Input: (['LRUCache', 'put', 'put', 'get', 'put', 'get'], [[2], [1, 1], [2, 2], [1], [3, 3], [2]])
Expected Output: [None, None, None, 1, None, -1]
Explanation: The example from the prompt: get(1)=1 makes key 1 MRU, so put(3,3) evicts the now-least-recently-used key 2, giving get(2)=-1.
Input: (['LRUCache', 'put', 'put', 'get', 'get'], [[1], [1, 10], [2, 20], [1], [2]])
Expected Output: [None, None, None, -1, 20]
Explanation: Capacity-1 edge case: putting key 2 immediately evicts key 1, so get(1)=-1 and get(2)=20.
Input: (['LRUCache', 'get'], [[2], [0]])
Expected Output: [None, -1]
Explanation: Edge case: get on an empty cache for a key that was never inserted returns -1.
Input: (['LRUCache', 'put', 'put', 'get'], [[2], [5, 100], [5, 200], [5]])
Expected Output: [None, None, None, 200]
Explanation: Re-putting an existing key updates its value (and marks it MRU) without changing the size; get(5) returns the updated 200.
Hints
- Combine a hash map (key -> node) for O(1) lookup with a structure that maintains usage order so the least-recently-used entry is found in O(1).
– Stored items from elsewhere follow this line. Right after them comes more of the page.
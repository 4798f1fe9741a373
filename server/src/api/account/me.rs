use crate::api::ErrorResponse;
use crate::auth::AuthUser;
use axum::{response::IntoResponse, Json};
use recipebox_core::User;

#[utoipa::path(
    get,
    path = "/api/auth/me",
    tag = "auth",
    responses(
        (status = 200, description = "The signed-in user", body = User),
        (status = 401, description = "Unauthorized", body = ErrorResponse)
    ),
    security(
        ("bearer_auth" = [])
    )
)]
pub async fn me(auth: AuthUser) -> impl IntoResponse {
    Json(auth.user)
}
- A doubly linked list with sentinel head/tail nodes lets you move a node to the front and pop from the back in O(1). Python's OrderedDict (move_to_end / popitem) and Java's LinkedHashMap in access-order mode encapsulate exactly this.
- On get: if the key is missing return -1; otherwise mark it most-recently-used before returning its value.
- On put: update or insert, mark it most-recently-used, then if size exceeds capacity evict the least-recently-used entry (the back of the list / first inserted ordered entry).